Vincent was no stranger to Jill’s home. They’d had dozens—hundreds—of working dinners at her kitchen table, arguing over Chinese food.

There’d been birthday parties, and dinner parties, and random Saturday night movie marathons when neither of them had any plans.

But as he opened her fridge, it hit him that this was the first time he’d been here since she’d gotten back from Florida.

Yet another testament to how much had changed between them, and yet one more thing that had Vin wanting to hit something.

Jill followed him in, not saying a word as he rummaged around in her fridge looking for a much-needed beer.

Not finding anything, he moved to the small cabinet where she sometimes kept wine and pulled out a bottle of Chianti and wordlessly held it up to her in question.

She shrugged out of her jacket, dropped it on the back of a kitchen chair, and hesitated only briefly before nodding.

He found her corkscrew in its usual spot in the drawer to the right of the sink. Watched out of the corner of his eye as she opened the freezer and pulled out a frozen pizza.

Jill put the pizza in the oven while he poured them both hefty glasses of the under-ten-dollar Chianti.

He held out a glass to her and she reached for it, although he noticed that she seemed strangely careful not to let their fingers brush.

They hadn’t said a word since their heated exchange in the foyer, and Vincent held up a glass. “Truce?”

Jill rolled her eyes as she clinked her glass to his. “I don’t even know what we’re trucing over.”

He took a sip of wine and watched her. Get out of this, man. Take it back to safe territory. Fix it!

“How are you?” he asked.

Her glass paused halfway to her mouth, and her nose wrinkled. “How am I?”

Vincent shrugged, not really sure why he asked, and yet instinctively knowing that someone needed to ask her.

And that someone should be him.

“You spend four to five days a week with me,” Jill said with a little laugh. “You know how I am.”

“Do I?” he asked.

Do you? Vincent said the words to himself. Do you know how you are?

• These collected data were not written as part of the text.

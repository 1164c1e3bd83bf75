// SPDX-License-Identifier: BUSL-1.1
// Copyright (c) 2026 Alfred Jean LLC

//! Job identifiers and the claimed-job payload.

use crate::value::ValueMap;
use serde::{Deserialize, Serialize};
use std::path::{Path, PathBuf};
use std::time::Duration;

crate::define_id! {
    /// Opaque identifier for a claimed job.
    pub struct JobId;
}

crate::define_id! {
    /// Identifier of the queue a job was claimed from.
    pub struct QueueId;
}

/// Default job execution timeout when `execution.timeoutMs` is absent (§4.7).
pub const DEFAULT_JOB_TIMEOUT: Duration = Duration::from_secs(600);

/// Per-job execution parameters, all optional.
#[derive(Debug, Clone, Default, PartialEq, Serialize, Deserialize)]
#[serde(rename_all = "camelCase")]
pub struct JobExecution {
    #[serde(default, skip_serializing_if = "Option::is_none")]
    pub working_directory: Option<PathBuf>,
    #[serde(default)]
    pub environment: std::collections::BTreeMap<String, String>,
    #[serde(default, skip_serializing_if = "Option::is_none")]
    pub timeout_ms: Option<u64>,
    #[serde(default, skip_serializing_if = "Option::is_none")]
    pub harness_type: Option<String>,
}

impl JobExecution {
    /// The execution timeout, defaulting to 10 minutes per §4.7.
    pub fn timeout(&self) -> Duration {
        self.timeout_ms
            .map(Duration::from_millis)
            .unwrap_or(DEFAULT_JOB_TIMEOUT)
    }
}

/// One unit of work claimed from the queue (§3).
#[derive(Debug, Clone, Serialize, Deserialize)]
#[serde(rename_all = "camelCase")]
pub struct Job {
    pub id: JobId,
    pub queue_id: QueueId,
    pub harness_type: String,
    /// Authoritative, server-prepared payload. Preferred over `input_data`
    /// fallback fields wherever the harness accepts it (§4.2 step 1).
    #[serde(default, skip_serializing_if = "Option::is_none")]
    pub rendered_instruction: Option<String>,
    /// Permissive fallback payload (`command`, `script`, `prompt`,
    /// `instruction`, `title`, `description`, ...).
    #[serde(default)]
    pub input_data: ValueMap,
    #[serde(default, skip_serializing_if = "Option::is_none")]
    pub execution: Option<JobExecution>,
    #[serde(default)]
    pub attempt_number: u32,
    #[serde(default)]
    pub priority: i32,
}

impl Job {
    /// Job-relative working directory, if set.
    pub fn working_directory(&self) -> Option<&Path> {
        self.execution
            .as_ref()
            .and_then(|e| e.working_directory.as_deref())
    }

    /// Job-specific environment overlay (merged over the process env).
    pub fn environment(&self) -> &std::collections::BTreeMap<String, String> {
        static EMPTY: std::sync::OnceLock<std::collections::BTreeMap<String, String>> =
            std::sync::OnceLock::new();
        self.execution
            .as_ref()
            .map(|e| &e.environment)
            .unwrap_or_else(|| EMPTY.get_or_init(Default::default))
    }

    /// Execution timeout, defaulting to 10 minutes when unset (§4.7).
    pub fn timeout(&self) -> Duration {
        self.execution
            .as_ref()
            .map(JobExecution::timeout)
            .unwrap_or(DEFAULT_JOB_TIMEOUT)
    }

    /// Harness selector: `execution.harnessType` overrides the top-level
    /// `harnessType` when both are present, since `execution` is assembled
    /// later in the pipeline and is allowed to refine the dispatch target.
    pub fn effective_harness_type(&self) -> &str {
        self.execution
            .as_ref()
            .and_then(|e| e.harness_type.as_deref())
            .filter(|s| !s.is_empty())
            .unwrap_or(&self.harness_type)
    }

    /// Best-effort display name for logging and injected env vars
    /// (`MUSH_JOB_NAME`). Falls back to the job id when no title is present.
    pub fn display_name(&self) -> String {
        self.input_data
            .get("title")
            .and_then(crate::value::Value::as_str)
            .map(str::to_string)
            .unwrap_or_else(|| self.id.to_string())
    }
}

#[cfg(test)]
#[path = "job_tests.rs"]
mod tests;
// SPDX-License-Identifier: BUSL-1.1
// Copyright (c) 2026 Alfred Jean LLC

//! The claim/start/heartbeat/complete-or-fail loop (component G, §4.7).
//!
//! Single-threaded control flow, concurrent only with the per-job
//! heartbeat task it spawns and the config-refresh loop (component H)
//! feeding it a pending `RunnerConfig` through [`RefreshSlot`].

use crate::state::SharedState;
use crate::usage_metrics::{HeartbeatHealth, UsageMetricsCollector};
use mush_adapters::{Executor, Refreshable};
use mush_api::RunnerApi;
use mush_core::exec::reason;
use mush_core::{ConnectionStatus, ExecError, ExecResult, Job, QueueId, RunnerConfig};
use std::collections::HashMap;
use std::sync::Arc;
use std::time::{Duration, Instant};
use tokio::sync::oneshot;
use tokio_util::sync::CancellationToken;
use tracing::{info, warn};

/// Backoff after a failed `maybeRefreshExecutors` pass (§4.7).
const REFRESH_FAILURE_BACKOFF: Duration = Duration::from_secs(2);
/// Backoff after a failed claim (§4.7).
const CLAIM_FAILURE_BACKOFF: Duration = Duration::from_secs(5);
/// Window the status bar keeps showing the last error (§4.9).
pub const LAST_ERROR_WINDOW: Duration = Duration::from_secs(30);

/// Slot the refresh loop (component H) drops a pending config into; the
/// job loop drains it at the top of an iteration once idle (§4.8).
pub type RefreshSlot = Arc<parking_lot::Mutex<Option<RunnerConfig>>>;

pub fn new_refresh_slot() -> RefreshSlot {
    Arc::new(parking_lot::Mutex::new(None))
}

/// Static, per-process configuration the loop doesn't mutate.
#[derive(Debug, Clone)]
pub struct JobLoopConfig {
    pub habitat_id: String,
    pub queue_id: QueueId,
    pub poll_seconds: u64,
    pub heartbeat_interval: Duration,
}

/// Runs the claim/dispatch/report loop until `cancel` fires.
pub struct JobLoop {
    config: JobLoopConfig,
    api: Arc<dyn RunnerApi>,
    executors: HashMap<String, Arc<dyn Executor>>,
    state: SharedState,
    metrics: UsageMetricsCollector,
    heartbeat_health: HeartbeatHealth,
    refresh_slot: RefreshSlot,
}

impl JobLoop {
    pub fn new(
        config: JobLoopConfig,
        api: Arc<dyn RunnerApi>,
        executors: HashMap<String, Arc<dyn Executor>>,
        state: SharedState,
        metrics: UsageMetricsCollector,
        heartbeat_health: HeartbeatHealth,
        refresh_slot: RefreshSlot,
    ) -> Self {
        Self {
            config,
            api,
            executors,
            state,
            metrics,
            heartbeat_health,
            refresh_slot,
        }
    }

    pub async fn run(&self, cancel: CancellationToken) {
        self.state.set_status(ConnectionStatus::Connected);
        loop {
            if cancel.is_cancelled() {
                return;
            }

            if self.state.current_job().is_none() {
                if let Some(cfg) = self.refresh_slot.lock().take() {
                    if let Err(e) = self.apply_refresh(&cfg).await {
                        warn!(error = %e, "executor refresh failed");
                        self.state.set_last_error(format!("refresh failed: {e}"), Instant::now());
                        if Self::sleep_or_cancel(REFRESH_FAILURE_BACKOFF, &cancel).await {
                            return;
                        }
                        continue;
                    }
                }
            }

            let claimed = tokio::select! {
                _ = cancel.cancelled() => return,
                res = self.api.claim_job(&self.config.habitat_id, &self.config.queue_id, self.config.poll_seconds) => res,
            };

            let job = match claimed {
                Err(e) => {
                    warn!(error = %e, "claim failed");
                    self.state.set_last_error(format!("claim failed: {e}"), Instant::now());
                    if Self::sleep_or_cancel(CLAIM_FAILURE_BACKOFF, &cancel).await {
                        return;
                    }
                    continue;
                }
                Ok(None) => continue,
                Ok(Some(job)) => job,
            };

            self.dispatch(job).await;
        }
    }

    /// Look up the claimed job's harness and either release it (unknown
    /// or unavailable harness type, §4.7 step "if h is empty or not in
    /// supported list") or run it to completion.
    async fn dispatch(&self, job: Job) {
        let harness = job.effective_harness_type().to_string();
        let Some(executor) = self.executors.get(&harness).cloned() else {
            self.state
                .set_last_error(format!("unsupported harness type: {harness}"), Instant::now());
            if let Err(e) = self.api.release_job(&job.id).await {
                warn!(error = %e, job_id = %job.id, "release of unsupported-harness job failed");
            }
            return;
        };

        self.process_job(job, executor).await;
    }

    async fn sleep_or_cancel(duration: Duration, cancel: &CancellationToken) -> bool {
        tokio::select! {
            _ = cancel.cancelled() => true,
            _ = tokio::time::sleep(duration) => false,
        }
    }

    async fn apply_refresh(&self, cfg: &RunnerConfig) -> Result<(), String> {
        for executor in self.executors.values() {
            if let Some(refreshable) = executor.as_refreshable() {
                if refreshable.needs_refresh(cfg) {
                    refreshable
                        .apply_refresh(cfg)
                        .await
                        .map_err(|e| e.to_string())?;
                }
            }
        }
        Ok(())
    }

    async fn process_job(&self, job: Job, executor: Arc<dyn Executor>) {
        let job_id = job.id.clone();
        let span = tracing::info_span!("job", job_id = %job_id, queue_id = %job.queue_id, harness = %job.effective_harness_type());
        let _enter = span.enter();

        self.state.set_current_job(job_id.clone());
        self.state.set_status(ConnectionStatus::Processing);

        let (heartbeat_shutdown, heartbeat_task) = self.spawn_heartbeat(job_id.clone());

        let outcome = self.execute_job(&job, executor.as_ref()).await;

        let _ = heartbeat_shutdown.send(());
        let _ = heartbeat_task.await;

        match outcome {
            Ok(result) => match self.api.complete_job(&job_id, exec_result_to_output(&result)).await {
                Ok(()) => {
                    self.metrics.record_completed();
                    info!(job_id = %job_id, "job completed");
                }
                Err(e) => {
                    warn!(job_id = %job_id, error = %e, "complete report failed, demoting to retryable failure");
                    let err = ExecError::completion_report_failed(e.to_string());
                    self.report_failure(&job_id, &err).await;
                }
            },
            Err(err) => self.report_failure(&job_id, &err).await,
        }

        self.state.clear_current_job();
        self.state.set_status(ConnectionStatus::Connected);
        if let Err(e) = executor.reset().await {
            warn!(job_id = %job_id, error = %e, "executor reset failed");
            self.state.set_last_error(format!("reset failed: {e}"), Instant::now());
        }
    }

    async fn execute_job(&self, job: &Job, executor: &dyn Executor) -> Result<ExecResult, ExecError> {
        if let Err(e) = self.api.start_job(&job.id).await {
            return Err(ExecError::new(
                reason::EXECUTION_ERROR,
                format!("start job failed: {e}"),
                true,
            ));
        }

        let timeout = job.timeout();
        match tokio::time::timeout(timeout, executor.execute(job)).await {
            Ok(result) => result,
            Err(_) => Err(ExecError::timeout(format!(
                "execution exceeded {timeout:?}"
            ))),
        }
    }

    async fn report_failure(&self, job_id: &mush_core::JobId, err: &ExecError) {
        self.metrics.record_failed();
        self.state.set_last_error(err.message.clone(), Instant::now());
        if let Err(e) = self
            .api
            .fail_job(job_id, &err.reason, &err.message, err.retry)
            .await
        {
            warn!(job_id = %job_id, error = %e, "fail report itself failed");
            self.state.set_last_error(format!("fail report failed: {e}"), Instant::now());
        }
    }

    fn spawn_heartbeat(
        &self,
        job_id: mush_core::JobId,
    ) -> (oneshot::Sender<()>, tokio::task::JoinHandle<()>) {
        let (shutdown_tx, mut shutdown_rx) = oneshot::channel();
        let api = Arc::clone(&self.api);
        let interval = self.config.heartbeat_interval;
        let health = self.heartbeat_health.clone();

        let handle = tokio::spawn(async move {
            loop {
                tokio::select! {
                    _ = &mut shutdown_rx => return,
                    _ = tokio::time::sleep(interval) => {}
                }
                match api.heartbeat_job(&job_id).await {
                    Ok(()) => health.record_success(Instant::now()),
                    Err(e) => warn!(job_id = %job_id, error = %e, "heartbeat failed"),
                }
            }
        });

        (shutdown_tx, handle)
    }
}

/// `client.Complete(job, result.outputData)` payload (§4.7): the execution
/// result serialized into the dynamic `outputData` shape the server
/// expects.
fn exec_result_to_output(result: &ExecResult) -> mush_core::value::ValueMap {
    let Ok(serde_json::Value::Object(map)) = serde_json::to_value(result) else {
        return mush_core::value::ValueMap::new();
    };
    map.into_iter()
        .map(|(k, v)| (k, mush_core::value::Value::from(v)))
        .collect()
}

#[cfg(test)]
#[path = "job_loop_tests.rs"]
mod tests;
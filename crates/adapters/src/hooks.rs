// SPDX-License-Identifier: BUSL-1.1
// Copyright (c) 2026 Alfred Jean LLC

//! Completion-hook installer (component E): idempotent edit of a
//! user-scoped settings file to install a signal-on-stop hook, with a
//! restore closure that reverts the edit byte-for-byte (§4.5).
//!
//! Grounded on the teacher's (now-removed, see DESIGN.md)
//! `prepare_agent_settings`/`inject_hooks` read-modify-write-over-
//! `serde_json::Value` idiom, and on the write-to-temp-then-rename atomic
//! swap the teacher used for its WAL writers.

use serde_json::{json, Value};
use std::path::{Path, PathBuf};
use thiserror::Error;

#[cfg(unix)]
use std::os::unix::fs::PermissionsExt;

/// The shell one-liner installed as the mush completion hook (§4.5
/// "Schema output" — creates `$MUSH_SIGNAL_DIR/complete` when that env var
/// is non-empty).
pub const HOOK_COMMAND: &str = r#"test -n "$MUSH_SIGNAL_DIR" && touch "$MUSH_SIGNAL_DIR/complete""#;

#[derive(Debug, Error)]
pub enum HookError {
    #[error("legacy hook entry present, refusing to mutate {0}")]
    LegacyEntry(PathBuf),
    #[error("malformed settings file {0}: {1}")]
    Malformed(PathBuf, String),
    #[error("io error on {0}: {1}")]
    Io(PathBuf, std::io::Error),
}

/// An installed hook and the means to undo it.
pub struct InstalledHook {
    path: PathBuf,
    /// Byte-for-byte original content, or `None` if the file didn't exist
    /// before this install.
    original: Option<Vec<u8>>,
}

impl InstalledHook {
    /// Restore the settings file to its pre-install state (§4.5
    /// "Restore", §8 round-trip law).
    pub fn restore(&self) -> Result<(), HookError> {
        match &self.original {
            Some(bytes) => std::fs::write(&self.path, bytes)
                .map_err(|e| HookError::Io(self.path.clone(), e)),
            None => match std::fs::remove_file(&self.path) {
                Ok(()) => Ok(()),
                Err(e) if e.kind() == std::io::ErrorKind::NotFound => Ok(()),
                Err(e) => Err(HookError::Io(self.path.clone(), e)),
            },
        }
    }
}

/// Default path for an assistant's user-scoped settings file
/// (`./.{dot_dir}/settings.local.json`, §4.5).
pub fn settings_path(workspace: &Path, dot_dir: &str) -> PathBuf {
    workspace
        .join(format!(".{dot_dir}"))
        .join("settings.local.json")
}

/// Install the mush completion hook into `path`, creating the file (and
/// its parent directory) if absent. Idempotent: installing twice against
/// an unchanged file leaves exactly one mush-installed entry. Rejects
/// (without mutating) if an existing `Stop` entry is in the legacy
/// `{matcher, command}` flat form, or carries a non-string `matcher`
/// (§4.5 "Legacy rejection"; the reject-without-mutation dialect is the
/// one chosen here — see DESIGN.md).
pub fn install_completion_hook(path: &Path) -> Result<InstalledHook, HookError> {
    let original = match std::fs::read(path) {
        Ok(bytes) => Some(bytes),
        Err(e) if e.kind() == std::io::ErrorKind::NotFound => None,
        Err(e) => return Err(HookError::Io(path.to_path_buf(), e)),
    };

    let mut root: Value = match &original {
        Some(bytes) => serde_json::from_slice(bytes)
            .map_err(|e| HookError::Malformed(path.to_path_buf(), e.to_string()))?,
        None => json!({}),
    };

    let Some(root_obj) = root.as_object_mut() else {
        return Err(HookError::Malformed(
            path.to_path_buf(),
            "settings file is not a JSON object".to_string(),
        ));
    };
    let hooks = root_obj.entry("hooks").or_insert_with(|| json!({}));
    let Some(hooks_obj) = hooks.as_object_mut() else {
        return Err(HookError::Malformed(
            path.to_path_buf(),
            "hooks is not an object".to_string(),
        ));
    };
    let stop = hooks_obj.entry("Stop").or_insert_with(|| json!([]));
    let stop_array = stop.as_array_mut().ok_or_else(|| {
        HookError::Malformed(path.to_path_buf(), "hooks.Stop is not an array".to_string())
    })?;

    let mut already_installed = false;
    for entry in stop_array.iter() {
        if is_legacy_entry(entry) {
            return Err(HookError::LegacyEntry(path.to_path_buf()));
        }
        if entry_contains_hook_command(entry, HOOK_COMMAND) {
            already_installed = true;
        }
    }

    if !already_installed {
        stop_array.push(json!({
            "matcher": "",
            "hooks": [{ "type": "command", "command": HOOK_COMMAND }],
        }));
    }

    let serialized = serde_json::to_vec_pretty(&root)
        .map_err(|e| HookError::Malformed(path.to_path_buf(), e.to_string()))?;
    write_atomically(path, &serialized)?;

    Ok(InstalledHook {
        path: path.to_path_buf(),
        original,
    })
}

/// Legacy dialect: a flat `{matcher, command}` entry (no nested `hooks`
/// array), or any entry whose `matcher` isn't a string.
fn is_legacy_entry(entry: &Value) -> bool {
    let Some(obj) = entry.as_object() else {
        return true;
    };
    if obj.contains_key("command") && !obj.contains_key("hooks") {
        return true;
    }
    if let Some(matcher) = obj.get("matcher") {
        if !matcher.is_string() {
            return true;
        }
    }
    false
}

fn entry_contains_hook_command(entry: &Value, command: &str) -> bool {
    entry
        .get("hooks")
        .and_then(Value::as_array)
        .map(|hooks| {
            hooks
                .iter()
                .any(|h| h.get("command").and_then(Value::as_str) == Some(command))
        })
        .unwrap_or(false)
}

fn write_atomically(path: &Path, bytes: &[u8]) -> Result<(), HookError> {
    if let Some(parent) = path.parent() {
        std::fs::create_dir_all(parent).map_err(|e| HookError::Io(parent.to_path_buf(), e))?;
        #[cfg(unix)]
        std::fs::set_permissions(parent, std::fs::Permissions::from_mode(0o755))
            .map_err(|e| HookError::Io(parent.to_path_buf(), e))?;
    }

    let tmp_path = path.with_extension("json.tmp");
    std::fs::write(&tmp_path, bytes).map_err(|e| HookError::Io(tmp_path.clone(), e))?;
    #[cfg(unix)]
    std::fs::set_permissions(&tmp_path, std::fs::Permissions::from_mode(0o600))
        .map_err(|e| HookError::Io(tmp_path.clone(), e))?;
    std::fs::rename(&tmp_path, path).map_err(|e| HookError::Io(path.to_path_buf(), e))
}

#[cfg(test)]
#[path = "hooks_tests.rs"]
mod tests;
// SPDX-License-Identifier: BUSL-1.1
// Copyright (c) 2026 Alfred Jean LLC

use super::*;
use std::path::Path;

#[tokio::test]
async fn spawn_and_capture_echoed_output() {
    let adapter = PtyAdapter::new();
    let id = adapter
        .spawn("test", Path::new("/tmp"), "echo hello-pty", &[], 24, 80)
        .await
        .expect("spawn should succeed");

    // Give the reader thread a moment to drain the child's output.
    tokio::time::sleep(std::time::Duration::from_millis(200)).await;

    let output = adapter
        .capture_output(&id, 10)
        .await
        .expect("capture should succeed");
    assert!(output.contains("hello-pty"), "output was: {output:?}");

    adapter.kill(&id).await.expect("kill should succeed");
}

#[tokio::test]
async fn is_alive_false_after_kill() {
    let adapter = PtyAdapter::new();
    let id = adapter
        .spawn("test", Path::new("/tmp"), "sleep 30", &[], 24, 80)
        .await
        .expect("spawn should succeed");

    assert!(adapter.is_alive(&id).await.unwrap());
    adapter.kill(&id).await.expect("kill should succeed");
    assert!(!adapter.is_alive(&id).await.unwrap());
}

#[tokio::test]
async fn operations_on_unknown_id_return_not_found() {
    let adapter = PtyAdapter::new();
    let err = adapter
        .send("missing", "hi")
        .await
        .expect_err("should not find session");
    assert!(matches!(err, SessionError::NotFound(_)));
}

#[test]
fn last_n_lines_truncates_to_the_requested_count() {
    let text = "a\nb\nc\nd\n";
    assert_eq!(last_n_lines(text, 2), "c\nd");
    assert_eq!(last_n_lines(text, 100), "a\nb\nc\nd");
}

She blew out a breath, then took her wine to the kitchen table, where she folded one leg up beneath her and sat down, both hands cupped around her glass.

“I don’t know how I am,” she said.

He leaned back against the counter and nodded once, hoping she’d continue.

“I feel…” She glanced up. “I feel lost. I don’t know if it’s the case, or the wedding planning, or the fact that Tom and I are apart more often than we’re together.”

He withheld his flinch, barely.

Then she shook her head. “Actually, that’s not it. None of that is the problem.”